== Information provided

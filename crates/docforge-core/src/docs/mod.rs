//! API documentation extraction
//!
//! Key components:
//! - `signature` - doc string to description / parameters / return type
//! - `registry` - statically declared module surfaces
//! - `scanner` - walks a registered module and emits `ApiEntry` records
//! - `entry` - the JSON interchange record

pub mod concept_forge;
pub mod entry;
pub mod registry;
pub mod scanner;
pub mod signature;

pub use entry::{ApiEntry, ParamMap, ANY_TYPE, NO_DESCRIPTION, UNKNOWN_TYPE};
pub use registry::{Attribute, ClassDef, MemberDef, MemberKind, ModuleCatalog, ModuleDef};
pub use scanner::{ApiSurfaceScanner, ScanError, OPERATOR_HOOKS};
pub use signature::{ParsedDoc, SignatureParser};
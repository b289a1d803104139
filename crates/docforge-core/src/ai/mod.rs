//! Language model backends

pub mod generator;
pub mod ollama;

pub use generator::{Generator, TokenSink};
pub use ollama::OllamaGenerator;

#[cfg(test)]
pub(crate) mod testing {
    use std::sync::Mutex;

    use anyhow::Result;
    use async_trait::async_trait;

    use super::Generator;

    /// Generator answering from a closure and recording every prompt
    pub struct ScriptedGenerator {
        respond: Box<dyn Fn(&str) -> String + Send + Sync>,
        prompts: Mutex<Vec<String>>,
    }

    impl ScriptedGenerator {
        pub fn new(respond: impl Fn(&str) -> String + Send + Sync + 'static) -> Self {
            Self {
                respond: Box::new(respond),
                prompts: Mutex::new(Vec::new()),
            }
        }

        pub fn prompts(&self) -> Vec<String> {
            self.prompts.lock().unwrap().clone()
        }
    }

    #[async_trait]
    impl Generator for ScriptedGenerator {
        fn name(&self) -> &str {
            "scripted"
        }

        async fn complete(&self, prompt: &str) -> Result<String> {
            self.prompts.lock().unwrap().push(prompt.to_string());
            Ok((self.respond)(prompt))
        }
    }
}
//! docforge core library
//!
//! Extracts structured API documentation from declared modules, indexes it
//! for semantic retrieval, and turns natural-language requests into code
//! that only calls documented functions.
//!
//! - `docs` - signature parsing, module registry, API surface scanning
//! - `index` - corpus documents, embeddings, persisted vector index
//! - `ai` - generator backends
//! - `pipeline` - two-stage retrieval and constrained synthesis
//! - `context` - process-wide ownership of index and generator
//! - `config` - TOML configuration

pub mod ai;
pub mod config;
pub mod context;
pub mod docs;
pub mod index;
pub mod pipeline;

pub use config::Config;
pub use context::AppContext;
pub use docs::{ApiEntry, ApiSurfaceScanner, ModuleCatalog, ScanError, SignatureParser};
pub use index::{CorpusBuilder, Document, KnowledgeIndex, RetrievalOptions, VectorIndex};
pub use pipeline::{QuerySession, RetrievalSynthesisPipeline};
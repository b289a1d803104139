//! Structured API documentation records

use indexmap::IndexMap;
use serde::{Deserialize, Serialize};

/// Description used when a doc string carries no prose
pub const NO_DESCRIPTION: &str = "No description";
/// Return type used when the signature line declares none
pub const UNKNOWN_TYPE: &str = "Unknown";
/// Type recorded for parameters without an annotation
pub const ANY_TYPE: &str = "Any";

/// Parameter name to type string, kept in declaration order.
/// Inserting a repeated name keeps its position and takes the new type.
pub type ParamMap = IndexMap<String, String>;

/// One documented callable, in the JSON shape exchanged between the
/// scanner and the corpus builder
#[derive(Debug, Clone, PartialEq, Eq, Serialize, Deserialize)]
pub struct ApiEntry {
    /// `<TypeName>.<memberName>`
    #[serde(rename = "function")]
    pub qualified_name: String,
    pub description: String,
    #[serde(default)]
    pub parameters: ParamMap,
    #[serde(rename = "returns", default = "default_returns")]
    pub return_type: String,
}

fn default_returns() -> String {
    "None".to_string()
}

impl ApiEntry {
    /// Member part of the qualified name (`add_cube` for `ConceptForge.add_cube`)
    pub fn member_name(&self) -> &str {
        self.qualified_name
            .rsplit_once('.')
            .map(|(_, member)| member)
            .unwrap_or(&self.qualified_name)
    }
}
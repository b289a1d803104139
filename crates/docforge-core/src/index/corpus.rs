//! Corpus documents built from API entries
//!
//! Each entry is flattened into a fixed four-line layout (`Function:`,
//! `Description:`, `Parameters:`, `Returns:`). Prompts downstream refer to
//! these labels, so the layout must not drift.

use std::path::Path;

use anyhow::{Context, Result};
use tracing::{info, warn};

use super::embeddings::Embedder;
use super::store::VectorIndex;
use crate::docs::ApiEntry;

/// The unit stored in and retrieved from the index
#[derive(Debug, Clone, PartialEq, Eq)]
pub struct Document {
    page_content: String,
}

impl Document {
    pub fn new(content: impl Into<String>) -> Self {
        Self {
            page_content: content.into(),
        }
    }

    pub fn content(&self) -> &str {
        &self.page_content
    }
}

/// Renders entries into documents and decides whether the index is reused
pub struct CorpusBuilder;

impl CorpusBuilder {
    /// Flatten one entry into its document text
    pub fn render(entry: &ApiEntry) -> String {
        let parameters =
            serde_json::to_string_pretty(&entry.parameters).unwrap_or_else(|_| "{}".to_string());
        format!(
            "Function: {}\nDescription: {}\nParameters: {}\nReturns: {}",
            entry.qualified_name, entry.description, parameters, entry.return_type
        )
    }

    /// One document per entry, in entry order
    pub fn to_documents(entries: &[ApiEntry]) -> Vec<Document> {
        entries
            .iter()
            .map(|entry| Document::new(Self::render(entry)))
            .collect()
    }

    /// Reuse the index at `path` if one exists, otherwise build and persist it
    ///
    /// An existing index is trusted as-is; `entries` is only called when a
    /// new index has to be built.
    pub async fn load_or_build<F>(
        path: &Path,
        embedder: &dyn Embedder,
        entries: F,
    ) -> Result<VectorIndex>
    where
        F: FnOnce() -> Result<Vec<ApiEntry>>,
    {
        if VectorIndex::exists(path) {
            info!("Loading existing index from {}", path.display());
            let index = VectorIndex::load(path)?;
            if index.embedder_name() != embedder.name() {
                warn!(
                    "Index at {} was built with '{}', querying with '{}'",
                    path.display(),
                    index.embedder_name(),
                    embedder.name()
                );
            }
            return Ok(index);
        }

        Self::rebuild(path, embedder, entries()?).await
    }

    /// Build a fresh index from `entries` and persist it, replacing any existing one
    pub async fn rebuild(
        path: &Path,
        embedder: &dyn Embedder,
        entries: Vec<ApiEntry>,
    ) -> Result<VectorIndex> {
        info!("Creating new index from {} entries", entries.len());
        let index = VectorIndex::build(Self::to_documents(&entries), embedder).await?;
        index.save(path)?;
        Ok(index)
    }
}

/// Read a JSON documentation artifact (an array of entries)
pub fn load_entries(path: &Path) -> Result<Vec<ApiEntry>> {
    let content = std::fs::read_to_string(path)
        .with_context(|| format!("Failed to read {}", path.display()))?;
    serde_json::from_str(&content)
        .with_context(|| format!("Failed to parse documentation JSON in {}", path.display()))
}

====

### [Assignment]
Lines with "super" in the records above: copy every one of them.

### [Solved exercise]
    use super::Generator;
use super::embeddings::Embedder;
use super::store::VectorIndex;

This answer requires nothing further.